Mike Moustakas homered twice and Cincinnati clinched its first National League playoff spot since 2013 with a 7-2 victory at Target Field, ending the Twins' four-game winning streak and keeping their hold on the AL Central lead precarious with two games remaining in the season.
Worst of all, Josh Donaldson and Byron Buxton suffered injuries that forced them from the game. Donaldson experienced cramping in his right calf, the same leg that kept him sidelined throughout August, while popping out in the first inning. And Buxton, who has battled concussions a couple of times in his career, took a fastball from Lucas Sims off the side of his helmet in the eighth inning, a scary incident that left him lying in the dirt for several seconds.
The initial diagnosis on Buxton was head contusion; concussion symptoms were not evident, but it had not been ruled out.
Both players will be evaluated again Saturday, and manager Rocco Baldelli said he was staying hopeful that neither injury would cost him a key player when making out the Game 1 lineup next Tuesday.

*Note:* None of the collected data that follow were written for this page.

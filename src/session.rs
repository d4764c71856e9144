// License: MIT
// Copyright © 2024 Frequenz Energy-as-a-Service GmbH

//! A grid session: one topology and one V2G fleet behind a single lock.
//!
//! Every command holds the write lock until it is done, so a cascade is
//! never observed half-propagated.  Queries share the read lock.  Pushing
//! state to the simulators happens after the lock is released, from data
//! copied out while it was held.

use std::collections::BTreeSet;

use parking_lot::RwLock;
use tracing::{debug, warn};

use crate::collaborators::{PowerFlowSink, SignalSink};
use crate::snapshot::GridSnapshot;
use crate::v2g::{
    ActivationResult, DischargeResult, OwnerPreferences, Transaction, V2gDispatcher, V2gStatus,
    Vehicle,
};
use crate::{
    Assignment, BusLoad, Consumer, DistributionNode, Error, EvStation, GeoPoint, GridConfig,
    ImpactReport, RestoreReport, SignalChange, Substation, Topology, TrafficLight,
};

struct GridState {
    topology: Topology,
    dispatcher: V2gDispatcher,
}

/// The owner of a simulated city grid for the lifetime of a simulation.
pub struct GridSession {
    state: RwLock<GridState>,
    config: GridConfig,
}

impl GridSession {
    /// Creates an empty session.  Fails if `config` is out of range.
    pub fn new(config: GridConfig) -> Result<Self, Error> {
        config.validate()?;
        Ok(Self {
            state: RwLock::new(GridState {
                topology: Topology::new(config.cascade.clone()),
                dispatcher: V2gDispatcher::new(config.v2g.clone()),
            }),
            config,
        })
    }

    pub fn config(&self) -> &GridConfig {
        &self.config
    }

    /// Returns a traffic light drawing the configured power.
    pub fn traffic_light(&self, intersection: impl Into<String>) -> TrafficLight {
        TrafficLight::new(intersection, self.config.loads.traffic_light_kw)
    }

    /// Returns an EV station whose chargers have the configured rating.
    pub fn ev_station(&self, name: impl Into<String>, charger_count: u32) -> EvStation {
        EvStation::new(name, charger_count, self.config.loads.ev_station_kw)
    }

    /// Returns a vehicle with the configured owner preferences.
    pub fn vehicle(
        &self,
        id: u64,
        battery_capacity_kwh: f64,
        current_charge_kwh: f64,
        location: impl Into<String>,
    ) -> Vehicle {
        Vehicle::new(id, battery_capacity_kwh, current_charge_kwh, location)
            .with_preferences(OwnerPreferences::from(&self.config.v2g))
    }

    pub fn add_substation(
        &self,
        id: u64,
        position: GeoPoint,
        substation: Substation,
    ) -> Result<(), Error> {
        self.state
            .write()
            .topology
            .add_substation(id, position, substation)
    }

    pub fn add_distribution_node(
        &self,
        id: u64,
        parent_id: u64,
        position: GeoPoint,
        node: DistributionNode,
    ) -> Result<(), Error> {
        self.state
            .write()
            .topology
            .add_distribution_node(id, parent_id, position, node)
    }

    /// Assigns a consumer to its nearest feeder.
    pub fn assign_consumer(
        &self,
        id: u64,
        position: GeoPoint,
        consumer: impl Into<Consumer>,
    ) -> Result<Assignment, Error> {
        let mut state = self.state.write();
        let feeders = state.topology.feeder_index();
        state
            .topology
            .assign_consumer(id, position, consumer.into(), &feeders)
    }

    /// Moves a consumer and reassigns it to its nearest feeder.
    pub fn move_consumer(&self, id: u64, position: GeoPoint) -> Result<Assignment, Error> {
        let mut state = self.state.write();
        let feeders = state.topology.feeder_index();
        state.topology.move_consumer(id, position, &feeders)
    }

    pub fn set_vehicles_charging(&self, station_id: u64, vehicles: u32) -> Result<(), Error> {
        self.state
            .write()
            .topology
            .set_vehicles_charging(station_id, vehicles)
    }

    /// Fails a node and everything it supplies.
    pub fn fail_node(&self, id: u64) -> Result<ImpactReport, Error> {
        self.state.write().topology.fail(id)
    }

    /// Fails the substation with the given name.
    pub fn fail_substation_by_name(&self, name: &str) -> Result<ImpactReport, Error> {
        let mut state = self.state.write();
        let id = state.topology.substation_by_name(name)?.id();
        state.topology.fail(id)
    }

    /// Restores a failed node.
    pub fn restore_node(&self, id: u64) -> Result<RestoreReport, Error> {
        self.state.write().topology.restore(id)
    }

    pub fn add_vehicle(&self, vehicle: Vehicle) -> Result<(), Error> {
        self.state.write().dispatcher.add_vehicle(vehicle)
    }

    pub fn connect_vehicle(&self, id: u64, location: impl Into<String>) -> Result<(), Error> {
        self.state.write().dispatcher.connect_vehicle(id, location)
    }

    pub fn disconnect_vehicle(&self, id: u64) -> Result<Transaction, Error> {
        self.state.write().dispatcher.disconnect_vehicle(id)
    }

    pub fn charge_vehicle(
        &self,
        id: u64,
        power_kw: f64,
        duration_hours: f64,
    ) -> Result<Transaction, Error> {
        self.state
            .write()
            .dispatcher
            .charge_vehicle(id, power_kw, duration_hours)
    }

    /// Enrolls every eligible vehicle in V2G.
    pub fn activate_v2g(&self) -> ActivationResult {
        self.state.write().dispatcher.activate_eligible()
    }

    /// Discharges V2G vehicles towards `target_power_kw`.
    pub fn discharge_v2g(
        &self,
        target_power_kw: f64,
        duration_hours: f64,
    ) -> Result<DischargeResult, Error> {
        self.state
            .write()
            .dispatcher
            .discharge_to_grid(target_power_kw, duration_hours)
    }

    pub fn v2g_status(&self) -> V2gStatus {
        self.state.read().dispatcher.status()
    }

    pub fn descendants(&self, id: u64) -> Result<BTreeSet<u64>, Error> {
        self.state.read().topology.descendants(id)
    }

    pub fn bus_loads(&self) -> Vec<BusLoad> {
        self.state.read().topology.bus_loads()
    }

    /// Captures the full state of the session.
    pub fn snapshot(&self) -> Result<GridSnapshot, Error> {
        let state = self.state.read();
        GridSnapshot::capture(&state.topology, &state.dispatcher)
    }

    /// Runs `f` against the topology while holding the read lock.
    pub fn with_topology<R>(&self, f: impl FnOnce(&Topology) -> R) -> R {
        f(&self.state.read().topology)
    }

    /// Pushes the load of every substation to the power-flow model, and
    /// returns the number of loads it accepted.
    ///
    /// Loads for buses the model doesn't know are logged and skipped.
    pub fn push_bus_loads(&self, sink: &mut dyn PowerFlowSink) -> usize {
        let loads = self.bus_loads();
        let mut accepted = 0;
        for load in &loads {
            if sink.apply_bus_load(&load.bus_id, load.load_mw) {
                accepted += 1;
            } else {
                warn!(
                    bus = %load.bus_id,
                    load_mw = load.load_mw,
                    "Power-flow model rejected bus load"
                );
            }
        }
        debug!(accepted, total = loads.len(), "Pushed bus loads");
        accepted
    }

    /// Forwards signal power changes to the traffic simulation.
    pub fn push_signal_changes(sink: &mut dyn SignalSink, changes: &[SignalChange]) {
        for change in changes {
            sink.set_signal_power(change.signal_id, change.powered);
        }
        debug!(changes = changes.len(), "Pushed signal changes");
    }
}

Boxscore: Cincinnati 7, Twins 2
"I don't know that anything that happened today is going to be something that keeps our guys off the field for very long," said Baldelli, who didn't get to do much celebrating on his 39th birthday. "[We'll] stay on the careful side for the rest of the regular season."

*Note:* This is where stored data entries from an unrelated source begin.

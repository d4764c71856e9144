// License: MIT
// Copyright © 2024 Frequenz Energy-as-a-Service GmbH

//! Cascading failure and restoration.
//!
//! Every node keeps the set of failed nodes that currently keep it
//! de-energized.  Failing a node adds the node's id to its own set and to the
//! sets of all its descendants; restoring it removes the id again.  A node is
//! energized iff its set is empty, so independent failures compose: a feeder
//! that was failed on its own stays down when its substation comes back.
//!
//! Traffic lights with battery backup never inherit a failure from above,
//! but can still be failed directly.

use petgraph::graph::NodeIndex;
use serde::Serialize;
use tracing::info;

use crate::node_kind::KindPredicates;
use crate::{Error, NodeKind, Topology};

/// Number of nodes per kind.
#[derive(Clone, Debug, Default, PartialEq, Eq, Serialize)]
pub struct TierCounts {
    pub substations: usize,
    pub distribution_nodes: usize,
    pub traffic_lights: usize,
    pub ev_stations: usize,
}

impl TierCounts {
    pub(crate) fn record(&mut self, kind: NodeKind) {
        match kind {
            NodeKind::Substation => self.substations += 1,
            NodeKind::Distribution(_) => self.distribution_nodes += 1,
            NodeKind::TrafficLight => self.traffic_lights += 1,
            NodeKind::EvStation => self.ev_stations += 1,
        }
    }

    /// Returns the total over all kinds.
    pub fn total(&self) -> usize {
        self.substations + self.distribution_nodes + self.traffic_lights + self.ev_stations
    }
}

/// A change in the power state of a traffic signal, for the traffic
/// simulation.  Unpowered signals are expected to go to all-red flashing.
#[derive(Clone, Copy, Debug, PartialEq, Eq, Serialize)]
pub struct SignalChange {
    pub signal_id: u64,
    pub powered: bool,
}

/// The impact of failing a node.
///
/// Counts only include nodes that lost power because of this failure; nodes
/// that were already down are not counted again.
#[derive(Clone, Debug, PartialEq, Serialize)]
pub struct ImpactReport {
    pub node_id: u64,
    pub affected: TierCounts,
    /// Lights below the failed node that kept running on battery backup.
    pub backup_powered_lights: usize,
    pub load_before_kw: f64,
    pub load_after_kw: f64,
    pub load_lost_kw: f64,
    pub load_lost_mw: f64,
    /// Labels of the first affected consumers, for display.
    pub affected_sample: Vec<String>,
    pub signal_changes: Vec<SignalChange>,
}

impl ImpactReport {
    fn empty(node_id: u64, load_kw: f64) -> Self {
        Self {
            node_id,
            affected: TierCounts::default(),
            backup_powered_lights: 0,
            load_before_kw: load_kw,
            load_after_kw: load_kw,
            load_lost_kw: 0.0,
            load_lost_mw: 0.0,
            affected_sample: vec![],
            signal_changes: vec![],
        }
    }

    /// Returns the number of traffic lights that lost power.
    pub fn affected_lights(&self) -> usize {
        self.affected.traffic_lights
    }

    /// Returns true if the failure didn't change anything.
    pub fn is_noop(&self) -> bool {
        self.affected.total() == 0
    }
}

/// The outcome of restoring a node.
#[derive(Clone, Debug, PartialEq, Serialize)]
pub struct RestoreReport {
    pub node_id: u64,
    pub restored: TierCounts,
    /// Nodes this restoration released that are still held down by another
    /// failure.
    pub still_failed: Vec<u64>,
    pub load_before_kw: f64,
    pub load_after_kw: f64,
    pub load_restored_kw: f64,
    pub signal_changes: Vec<SignalChange>,
}

impl RestoreReport {
    fn empty(node_id: u64, load_kw: f64) -> Self {
        Self {
            node_id,
            restored: TierCounts::default(),
            still_failed: vec![],
            load_before_kw: load_kw,
            load_after_kw: load_kw,
            load_restored_kw: 0.0,
            signal_changes: vec![],
        }
    }

    /// Returns true if the restoration didn't change anything.
    pub fn is_noop(&self) -> bool {
        self.restored.total() == 0 && self.still_failed.is_empty()
    }
}

/// Failure and restoration.
impl Topology {
    /// Fails the node with the given `id`, and every node it supplies.
    ///
    /// Failing a node that was already failed directly is a no-op, and
    /// returns a report without impact.
    pub fn fail(&mut self, id: u64) -> Result<ImpactReport, Error> {
        let root = self.index_of(id)?;
        self.recompute_loads();
        let load_before = self.total_load_kw();
        let mut report = ImpactReport::empty(id, load_before);
        if self.graph[root].outage_causes().contains(&id) {
            return Ok(report);
        }

        let sample_limit = self.config.affected_sample_limit;
        for idx in self.cascade_scope(root) {
            let node = &mut self.graph[idx];
            if idx != root && node.has_backup_power() {
                if node.is_energized() {
                    report.backup_powered_lights += 1;
                }
                continue;
            }
            let was_energized = node.is_energized();
            node.outage_causes_mut().insert(id);
            if !was_energized {
                continue;
            }

            report.affected.record(node.kind());
            if node.is_consumer() && report.affected_sample.len() < sample_limit {
                report.affected_sample.push(node.label().to_string());
            }
            if node.is_traffic_light() {
                report.signal_changes.push(SignalChange {
                    signal_id: node.id(),
                    powered: false,
                });
            }
        }

        self.recompute_loads();
        report.load_after_kw = self.total_load_kw();
        report.load_lost_kw = report.load_before_kw - report.load_after_kw;
        report.load_lost_mw = report.load_lost_kw / 1000.0;

        info!(
            node = id,
            affected_lights = report.affected.traffic_lights,
            affected_ev_stations = report.affected.ev_stations,
            affected_distribution_nodes = report.affected.distribution_nodes,
            backup_powered_lights = report.backup_powered_lights,
            load_lost_kw = report.load_lost_kw,
            "Node failed"
        );
        Ok(report)
    }

    /// Restores the node with the given `id`, and every node it supplies,
    /// unless they are also held down by a different failure.
    ///
    /// Restoring a node that wasn't failed directly is a no-op, and returns
    /// a report without impact.
    pub fn restore(&mut self, id: u64) -> Result<RestoreReport, Error> {
        let root = self.index_of(id)?;
        self.recompute_loads();
        let load_before = self.total_load_kw();
        let mut report = RestoreReport::empty(id, load_before);
        if !self.graph[root].outage_causes().contains(&id) {
            return Ok(report);
        }

        for idx in self.cascade_scope(root) {
            let node = &mut self.graph[idx];
            if !node.outage_causes_mut().remove(&id) {
                continue;
            }
            if !node.is_energized() {
                report.still_failed.push(node.id());
                continue;
            }

            report.restored.record(node.kind());
            if node.is_traffic_light() {
                report.signal_changes.push(SignalChange {
                    signal_id: node.id(),
                    powered: true,
                });
            }
        }

        self.recompute_loads();
        report.load_after_kw = self.total_load_kw();
        report.load_restored_kw = report.load_after_kw - report.load_before_kw;

        info!(
            node = id,
            restored_lights = report.restored.traffic_lights,
            restored_ev_stations = report.restored.ev_stations,
            still_failed = report.still_failed.len(),
            load_restored_kw = report.load_restored_kw,
            "Node restored"
        );
        Ok(report)
    }

    /// Returns `root` followed by all its descendants.
    fn cascade_scope(&self, root: NodeIndex) -> Vec<NodeIndex> {
        let mut scope = vec![root];
        scope.extend(self.descendant_indices(root));
        scope
    }
}

#[cfg(test)]
mod tests {
    use std::collections::BTreeMap;

    use crate::graph::test_utils::TopologyBuilder;
    use crate::{Error, GeoPoint, SignalChange, Topology};

    const EPS: f64 = 1e-9;

    /// One substation, three feeders, three lights per feeder.
    fn nine_light_topology() -> Result<(Topology, u64, Vec<u64>, Vec<u64>), Error> {
        let mut builder = TopologyBuilder::new();
        let sub = builder.substation("Central", GeoPoint::new(0.0, 0.0));
        let feeders = vec![
            builder.feeder(sub, GeoPoint::new(0.0, 1.0)),
            builder.feeder(sub, GeoPoint::new(1.0, 0.0)),
            builder.feeder(sub, GeoPoint::new(-1.0, 0.0)),
        ];
        let mut lights = vec![];
        for offset in [0.01, 0.02, 0.03] {
            lights.push(builder.light(GeoPoint::new(0.0, 1.0 + offset)));
            lights.push(builder.light(GeoPoint::new(1.0 + offset, 0.0)));
            lights.push(builder.light(GeoPoint::new(-1.0 - offset, 0.0)));
        }
        Ok((builder.build()?, sub, feeders, lights))
    }

    fn energized_states(topology: &Topology) -> BTreeMap<u64, bool> {
        topology
            .nodes()
            .map(|n| (n.id(), n.is_energized()))
            .collect()
    }

    #[test]
    fn test_fail_substation() -> Result<(), Error> {
        let (mut topology, sub, feeders, lights) = nine_light_topology()?;

        let report = topology.fail(sub)?;
        assert_eq!(report.affected_lights(), 9);
        assert_eq!(report.affected.substations, 1);
        assert_eq!(report.affected.distribution_nodes, 3);
        assert!((report.load_lost_kw - 2.7).abs() < EPS);
        assert!((report.load_lost_mw - 0.0027).abs() < EPS);
        assert_eq!(report.affected_sample.len(), 9);
        assert_eq!(report.signal_changes.len(), 9);
        assert!(report.signal_changes.iter().all(|c| !c.powered));

        for id in feeders.iter().chain(&lights) {
            assert!(!topology.node(*id)?.is_energized());
        }
        assert_eq!(topology.node(sub)?.load_kw(), 0.0);
        topology.validate()?;

        Ok(())
    }

    #[test]
    fn test_sample_is_bounded() -> Result<(), Error> {
        let mut builder = TopologyBuilder::new();
        let sub = builder.substation("Central", GeoPoint::new(0.0, 0.0));
        builder.feeder(sub, GeoPoint::new(0.0, 1.0));
        for i in 0..25 {
            builder.light(GeoPoint::new(i as f64 * 0.01, 1.0));
        }
        let mut topology = builder.build()?;

        let report = topology.fail(sub)?;
        assert_eq!(report.affected_lights(), 25);
        assert_eq!(report.affected_sample.len(), 10);
        assert_eq!(report.affected_sample[0], "Intersection 3");

        Ok(())
    }

    #[test]
    fn test_fail_and_restore_are_idempotent() -> Result<(), Error> {
        let (mut topology, sub, _, _) = nine_light_topology()?;

        let first = topology.fail(sub)?;
        let failed_state = energized_states(&topology);
        let second = topology.fail(sub)?;
        assert!(!first.is_noop());
        assert!(second.is_noop());
        assert_eq!(second.load_lost_kw, 0.0);
        assert!(second.signal_changes.is_empty());
        assert_eq!(energized_states(&topology), failed_state);

        let first = topology.restore(sub)?;
        let restored_state = energized_states(&topology);
        let second = topology.restore(sub)?;
        assert_eq!(first.restored.traffic_lights, 9);
        assert!((first.load_restored_kw - 2.7).abs() < EPS);
        assert!(second.is_noop());
        assert_eq!(energized_states(&topology), restored_state);

        Ok(())
    }

    #[test]
    fn test_round_trip_restores_previous_state() -> Result<(), Error> {
        let (mut topology, sub, _, _) = nine_light_topology()?;
        let before = energized_states(&topology);
        let load_before = topology.total_load_kw();

        topology.fail(sub)?;
        let report = topology.restore(sub)?;
        assert!(report.still_failed.is_empty());
        assert!(report.signal_changes.iter().all(|c| c.powered));
        assert_eq!(energized_states(&topology), before);
        assert!((topology.total_load_kw() - load_before).abs() < EPS);

        Ok(())
    }

    #[test]
    fn test_independent_failures_compose() -> Result<(), Error> {
        let (mut topology, sub, feeders, lights) = nine_light_topology()?;
        let feeder = feeders[0];
        let feeder_lights: Vec<u64> = topology.children(feeder)?.map(|n| n.id()).collect();

        let report = topology.fail(feeder)?;
        assert_eq!(report.affected_lights(), 3);
        assert_eq!(report.affected.distribution_nodes, 1);

        // The feeder and its lights are already down, so they don't count.
        let report = topology.fail(sub)?;
        assert_eq!(report.affected_lights(), 6);
        assert_eq!(report.affected.distribution_nodes, 2);

        let report = topology.restore(sub)?;
        assert_eq!(report.restored.traffic_lights, 6);
        let mut held = vec![feeder];
        held.extend(&feeder_lights);
        held.sort();
        assert_eq!(report.still_failed, held);
        for id in &lights {
            let energized = topology.node(*id)?.is_energized();
            assert_eq!(energized, !feeder_lights.contains(id));
        }

        // Restoring a node that wasn't failed directly changes nothing.
        assert!(topology.restore(feeder_lights[0])?.is_noop());

        let report = topology.restore(feeder)?;
        assert_eq!(report.restored.traffic_lights, 3);
        assert!(topology.nodes().all(|n| n.is_energized()));
        topology.validate()?;

        Ok(())
    }

    #[test]
    fn test_backup_lights_keep_power() -> Result<(), Error> {
        let mut builder = TopologyBuilder::new();
        let sub = builder.substation("Central", GeoPoint::new(0.0, 0.0));
        let feeder = builder.feeder(sub, GeoPoint::new(0.0, 1.0));
        let plain = builder.light(GeoPoint::new(0.0, 1.1));
        let backed = builder.backup_light(GeoPoint::new(0.0, 1.2));
        let mut topology = builder.build()?;

        let report = topology.fail(sub)?;
        assert_eq!(report.affected_lights(), 1);
        assert_eq!(report.backup_powered_lights, 1);
        assert_eq!(
            report.signal_changes,
            vec![SignalChange {
                signal_id: plain,
                powered: false
            }]
        );
        assert!(topology.node(backed)?.is_energized());
        assert!(!topology.node(plain)?.is_energized());
        // The backed-up light still draws through its failed feeder.
        assert!((topology.node(feeder)?.load_kw() - 0.3).abs() < EPS);
        assert!((report.load_lost_kw - 0.3).abs() < EPS);

        // A direct failure does turn it off.
        let report = topology.fail(backed)?;
        assert_eq!(report.affected_lights(), 1);
        assert!(!topology.node(backed)?.is_energized());

        topology.restore(sub)?;
        assert!(topology.node(plain)?.is_energized());
        assert!(!topology.node(backed)?.is_energized());

        Ok(())
    }

    #[test]
    fn test_unknown_node() -> Result<(), Error> {
        let (mut topology, _, _, _) = nine_light_topology()?;
        let before = energized_states(&topology);

        assert!(topology
            .fail(404)
            .is_err_and(|e| e == Error::unknown_node("Node with id 404 not found.")));
        assert!(topology
            .restore(404)
            .is_err_and(|e| e == Error::unknown_node("Node with id 404 not found.")));
        assert_eq!(energized_states(&topology), before);

        Ok(())
    }
}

Meanwhile, the AL Central race got even tighter. Cleveland engineered its third walk-off victory in four days, and its sixth straight victory overall, to pull within one game of the first-place Twins. The White Sox lost to the Cubs, leaving them also one game back with two to play. The Twins hold the tiebreaker against Cleveland and in a three-way tie, but not in a two-way knot with Chicago.
That sets up a dramatic weekend, one that the Twins hope will include a little more clutch hitting. The Twins' bats, which had produced 16 home runs in their past seven games, went suddenly quiet Friday, their first Target Field game without a home run since Sept. 4.
Without the long ball, the Twins couldn't sustain a rally, going 2-for-13 with runners on scoring position.
"We got some good at-bats to get guys [on base], and we left them out there," Baldelli said. "It seemed like just when we needed that hit to really break through and give us something to get us going, we just weren't able to do it. I don't know how many runners we left on base" — it was 11 — "but it was too many."
Jose Berrios gave up a pair of Cincinnati home runs, to Moustakas and Freddy Galvis, in a five-inning start.